しぇいかちゅまほう(生活魔法)らけみゃ』


 あらら、そうなのか。だが、全く使えない訳ではないんだ。


『このくにれ、じぇんじぇん(全然)まほうがちゅか(使)えないひとはいないみゃ。しゃいていげん(最低限)、しぇいかちゅまほうみゃ』


 その最低限って事か。ミミの言っている『生活魔法』とは、その名の通りだ。生活に必要最低限の魔法という事だ。

 小さな火を灯す、灯りを出す、少しの水を出す、そよ風を起こす、その程度だ。到底攻撃なんてできない。

 これは精霊女王、本気でお怒りだという事だろう。

 そんな事を俺が考えていると、ドアをノックする音がした。


「入りなさい」


 王がそう言うと、ドアを開けて入ってきたのは父だった。ちびっ子も一緒だ。このちびっ子はきっと……ルシアン・クライネン。この国の王子だ。俺より3歳上だ。

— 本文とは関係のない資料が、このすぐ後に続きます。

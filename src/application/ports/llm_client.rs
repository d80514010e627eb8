//! Chapter LLM Port - 章节边界判定服务抽象
//!
//! 定义外部文本生成服务的抽象接口，具体实现在 infrastructure/adapters 层。
//! 服务被视为不可信、可失败的黑盒：响应经过类型化解析，
//! 结构性非法的部分由策略层逐项过滤，调用失败由回退逻辑兜底。

use async_trait::async_trait;
use serde::{Deserialize, Serialize};
use thiserror::Error;

/// LLM 调用错误
#[derive(Debug, Error)]
pub enum LlmError {
    #[error("Network error: {0}")]
    NetworkError(String),

    #[error("Request timeout")]
    Timeout,

    #[error("Service error: {0}")]
    ServiceError(String),

    #[error("Invalid response: {0}")]
    InvalidResponse(String),

    #[error("Empty response")]
    EmptyResponse,
}

/// 微分块摘要：发送给 LLM 的单块描述（只含首尾片段，控制请求体积）
#[derive(Debug, Clone, Serialize)]
pub struct ChunkSnippet {
    /// 全局微分块索引
    pub index: usize,
    /// 块首片段
    pub head: String,
    /// 块尾片段（块长不超过 snippet 长度时为空）
    pub tail: String,
    /// 块总字节数
    pub chars: usize,
}

/// 滑动窗口分割响应
///
/// start/end 是窗口字符串内的 0 基字节偏移，end 开区间；
/// 模型不回传正文，正文由本地切片恢复。
/// 字段用 i64 宽松解析，越界/负值在策略层逐项过滤而非整体拒绝
#[derive(Debug, Clone, Deserialize)]
pub struct WindowSplitResponse {
    #[serde(default)]
    pub segments: Vec<WindowSegment>,
    /// 窗口尾部歧义开始的偏移；无歧义时等于窗口长度
    #[serde(default)]
    pub leftover_from: Option<i64>,
}

/// 窗口内的单个章节片段
#[derive(Debug, Clone, Deserialize)]
pub struct WindowSegment {
    #[serde(default)]
    pub title: String,
    #[serde(default)]
    pub start: i64,
    #[serde(default)]
    pub end: i64,
}

/// 微分块合并响应
///
/// chapters 中每个内层数组是一组连续的微分块索引
#[derive(Debug, Clone, Deserialize)]
pub struct ChunkMergeResponse {
    #[serde(default)]
    pub chapters: Vec<Vec<i64>>,
    /// 置信度下降处的索引；此后的块留待下一批重试
    #[serde(default)]
    pub leftover_from_index: Option<i64>,
}

/// Chapter LLM Port
///
/// 外部章节边界判定服务的抽象接口。
/// 引擎同一时刻只发起一个调用，逐批/逐窗等待完成。
#[async_trait]
pub trait ChapterLlmPort: Send + Sync {
    /// 滑动窗口分割：请求窗口内完整章节的索引范围
    async fn split_window(&self, window: &str) -> Result<WindowSplitResponse, LlmError>;

    /// 微分块合并：请求一批块摘要的连续分组
    async fn merge_chunks(&self, batch: &[ChunkSnippet]) -> Result<ChunkMergeResponse, LlmError>;
}
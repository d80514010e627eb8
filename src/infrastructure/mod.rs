//! 基础设施层 - 外部服务适配器

pub mod adapters;
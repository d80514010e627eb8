//! 应用层 - 用例编排
//!
//! 包含：
//! - ports: 六边形架构端口定义（ChapterLlmPort、ProgressSink、PacingPolicy）
//! - segmentation: 分割策略与章节装配
//! - error: 应用层错误定义

pub mod error;
pub mod ports;
pub mod segmentation;

pub use error::SegmentationError;

pub use ports::{
    // LLM client
    ChapterLlmPort,
    ChunkMergeResponse,
    ChunkSnippet,
    LlmError,
    WindowSegment,
    WindowSplitResponse,
    // Pacing
    IntervalPacing,
    NoPacing,
    PacingPolicy,
    // Progress
    NullProgress,
    ProgressSink,
    TracingProgress,
};

pub use segmentation::{
    AssemblerConfig, ChapterAssembler, MicroMergeConfig, MicroMergeSplitter, SlidingWindowConfig,
    SlidingWindowSplitter, SplitStrategy,
};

 王と同じブロンドの髪にスカイブルーの瞳で、雰囲気もよく似ている。そのまま小さくしたような感じだ。


「ちちうえ! らうるにあいにきました!」

「これ、ルシアン。はしたないですわよ」


 そう言いながら、手に持っていた扇子をパチンと鳴らす。なんだこの威圧感は。


「あ、ははうえ。もうしわけありましぇん」


 王妃に一言言われて、萎縮して小さくなってしまった。3歳児にそんな言い方しなくても良いんじゃないか?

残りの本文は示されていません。